= Hiroshi Ōsaka =

Japanese animator

Hiroshi Ōsaka (逢坂 浩司, Ōsaka Hiroshi) was a Japanese animator, character designer and illustrator, born in Neyagawa, Osaka Prefecture. He was a graduate of the Kyoto Saga University of Arts. He was the co-founder of Bones.

==Biography==
Ōsaka, while studying in the Kyoto Saga University of Arts, joined the animation subcontracting studio Anime R in 1983 on a part-time basis under the apprenticeship of the noted animator Moriyasu Taniguchi, working on numerous Sunrise productions during this period in college.

At his time at the studio, Ōsaka worked with numerous noted animators, including Kazuaki Mōri, Masahiro Kase, Tōru Yoshida, Hiroyuki Okiura and Kazuchika Kise, many of whom who went on to found Production I.G, and also supervised Takahiro Kimura.

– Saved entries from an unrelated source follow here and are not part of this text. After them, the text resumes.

//! Durable filesystem queue for re-optimization requests.
//!
//! A job is one JSON file. Pending jobs live at the queue root, claimed
//! jobs in `processing/`, finished jobs in `done/`; same-filesystem renames
//! between those directories are the only synchronization primitive shared
//! by the producer (the API) and the consumer (the worker binary).

pub mod worker;

use std::fs;
use std::io;
use std::path::{Path, PathBuf};

use chrono::{DateTime, Utc};
use serde::{Deserialize, Serialize};
use uuid::Uuid;

use crate::errors::AppError;
use crate::results::store::StoredResult;

/// Subdirectory of the storage root holding the queue.
pub const QUEUE_DIR: &str = "reopt_queue";

/// A queued request to regenerate one artifact. The file name
/// (`{event_id}.json`) is the job's identity; there is no separate index.
#[derive(Debug, Clone, Serialize, Deserialize)]
pub struct ReoptJob {
    pub event_id: String,
    pub result_id: String,
    pub openid: String,
    pub filename: String,
    pub source_pdf: PathBuf,
    pub created_at: DateTime<Utc>,
    pub requested_at: DateTime<Utc>,
}

#[derive(Debug, Clone)]
pub struct ReoptQueue {
    pending: PathBuf,
    processing: PathBuf,
    done: PathBuf,
}

impl ReoptQueue {
    pub fn new(storage_root: impl AsRef<Path>) -> Self {
        let root = storage_root.as_ref().join(QUEUE_DIR);
        ReoptQueue {
            processing: root.join("processing"),
            done: root.join("done"),
            pending: root,
        }
    }

    pub fn pending_dir(&self) -> &Path {
        &self.pending
    }

    pub fn processing_dir(&self) -> &Path {
        &self.processing
    }

    pub fn done_dir(&self) -> &Path {
        &self.done
    }

    /// Durably writes a job file into the pending directory and returns the
    /// event id as a fire-and-forget receipt.
    ///
    /// Event ids are `{millis}_{uuid}`: roughly chronological under name
    /// ordering, collision-free under concurrent producers. The file appears
    /// under its final name only once fully written (tmp write + rename), so
    /// a polling consumer can never observe a partial job.
    pub fn enqueue(&self, result_id: &str, record: &StoredResult) -> Result<String, AppError> {
        let event_id = format!("{}_{}", Utc::now().timestamp_millis(), Uuid::new_v4().simple());
        let job = ReoptJob {
            event_id: event_id.clone(),
            result_id: result_id.to_string(),
            openid: record.openid.clone(),
            filename: record.filename.clone(),
            source_pdf: record.path.clone(),
            created_at: record.created_at,
            requested_at: Utc::now(),
        };
        self.write_job(&job).map_err(AppError::QueueWrite)?;
        Ok(event_id)
    }

    fn write_job(&self, job: &ReoptJob) -> io::Result<()> {
        fs::create_dir_all(&self.pending)?;
        let payload = serde_json::to_vec(job).map_err(io::Error::other)?;
        let tmp = self.pending.join(format!("{}.json.tmp", job.event_id));
        fs::write(&tmp, payload)?;
        fs::rename(&tmp, self.pending.join(format!("{}.json", job.event_id)))
    }

    // ────────────────────────────────────────────────────────────────────
    // Consumer side
    // ────────────────────────────────────────────────────────────────────

    /// Pending job files in name order (event ids sort roughly
    /// chronologically). A missing queue directory is an empty queue.
    pub fn scan_pending(&self) -> io::Result<Vec<PathBuf>> {
        let entries = match fs::read_dir(&self.pending) {
            Ok(entries) => entries,
            Err(err) if err.kind() == io::ErrorKind::NotFound => return Ok(Vec::new()),
            Err(err) => return Err(err),
        };
        let mut files = Vec::new();
        for entry in entries.flatten() {
            let path = entry.path();
            if path.extension().and_then(|ext| ext.to_str()) != Some("json") {
                continue;
            }
            if !entry.file_type().map(|ft| ft.is_file()).unwrap_or(false) {
                continue;
            }
            files.push(path);
        }
        files.sort();
        Ok(files)
    }

    /// Claims a pending job by renaming it into `processing/`. The rename is
    /// atomic on the same filesystem, so each job is claimed at most once.
    pub fn claim(&self, pending_path: &Path) -> io::Result<PathBuf> {
        fs::create_dir_all(&self.processing)?;
        let name = job_file_name(pending_path)?;
        let claimed = self.processing.join(name);
        fs::rename(pending_path, &claimed)?;
        Ok(claimed)
    }

    /// The commit point: moves a processed job into `done/`. A crash before
    /// this rename leaves the job in `processing/` for recovery; a crash
    /// after means it will never run again.
    pub fn complete(&self, processing_path: &Path) -> io::Result<()> {
        fs::create_dir_all(&self.done)?;
        let name = job_file_name(processing_path)?;
        fs::rename(processing_path, self.done.join(name))
    }

    /// Returns jobs stranded in `processing/` by a crash or a failed run to
    /// the pending directory. Called once at worker startup; the count is
    /// reported for the log.
    pub fn recover(&self) -> io::Result<usize> {
        let entries = match fs::read_dir(&self.processing) {
            Ok(entries) => entries,
            Err(err) if err.kind() == io::ErrorKind::NotFound => return Ok(0),
            Err(err) => return Err(err),
        };
        let mut recovered = 0;
        for entry in entries.flatten() {
            let path = entry.path();
            if path.extension().and_then(|ext| ext.to_str()) != Some("json") {
                continue;
            }
            let name = job_file_name(&path)?;
            fs::rename(&path, self.pending.join(name))?;
            recovered += 1;
        }
        Ok(recovered)
    }

    pub fn load(&self, path: &Path) -> io::Result<ReoptJob> {
        let raw = fs::read(path)?;
        serde_json::from_slice(&raw).map_err(io::Error::other)
    }
}

fn job_file_name(path: &Path) -> io::Result<&std::ffi::OsStr> {
    path.file_name()
        .ok_or_else(|| io::Error::other("job path has no file name"))
}
use crate::config::Config;
use crate::queue::ReoptQueue;
use crate::results::store::ResultStore;
use crate::results::ticket::DownloadSigner;

/// Shared application state injected into all route handlers via Axum extractors.
#[derive(Clone)]
pub struct AppState {
    pub store: ResultStore,
    pub signer: DownloadSigner,
    pub queue: ReoptQueue,
    pub config: Config,
}

impl AppState {
    pub fn from_config(config: Config) -> Self {
        AppState {
            store: ResultStore::new(&config.storage_root),
            signer: DownloadSigner::new(&config.download_secret, config.download_ttl),
            queue: ReoptQueue::new(&config.storage_root),
            config,
        }
    }
}
use axum::Json;
use serde_json::{json, Value};

/// GET /health
/// Returns a simple status object with service version.
pub async fn health_handler() -> Json<Value> {
    Json(json!({
        "status": "ok",
        "version": env!("CARGO_PKG_VERSION"),
        "service": "wxresume-api"
    }))
}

He left Anime R in 1991 to work as a freelance animator, going on to work on several Sunrise shows as well as other productions. Ōsaka, along with fellow animator Toshihiro Kawamoto and producer Masahiko Minami, co-founded the studio Bones in 1998.

In 1999, Ōsaka lectured on an animation workshop at the 4th Animation Kobe event, held in Kobe, Hyōgo Prefecture. An anime fan, he had wanted to be an animator since his high school days, being inspired by Sunrise's iconic 1979 series Mobile Suit Gundam and the works of the manga artist Mitsuru Adachi.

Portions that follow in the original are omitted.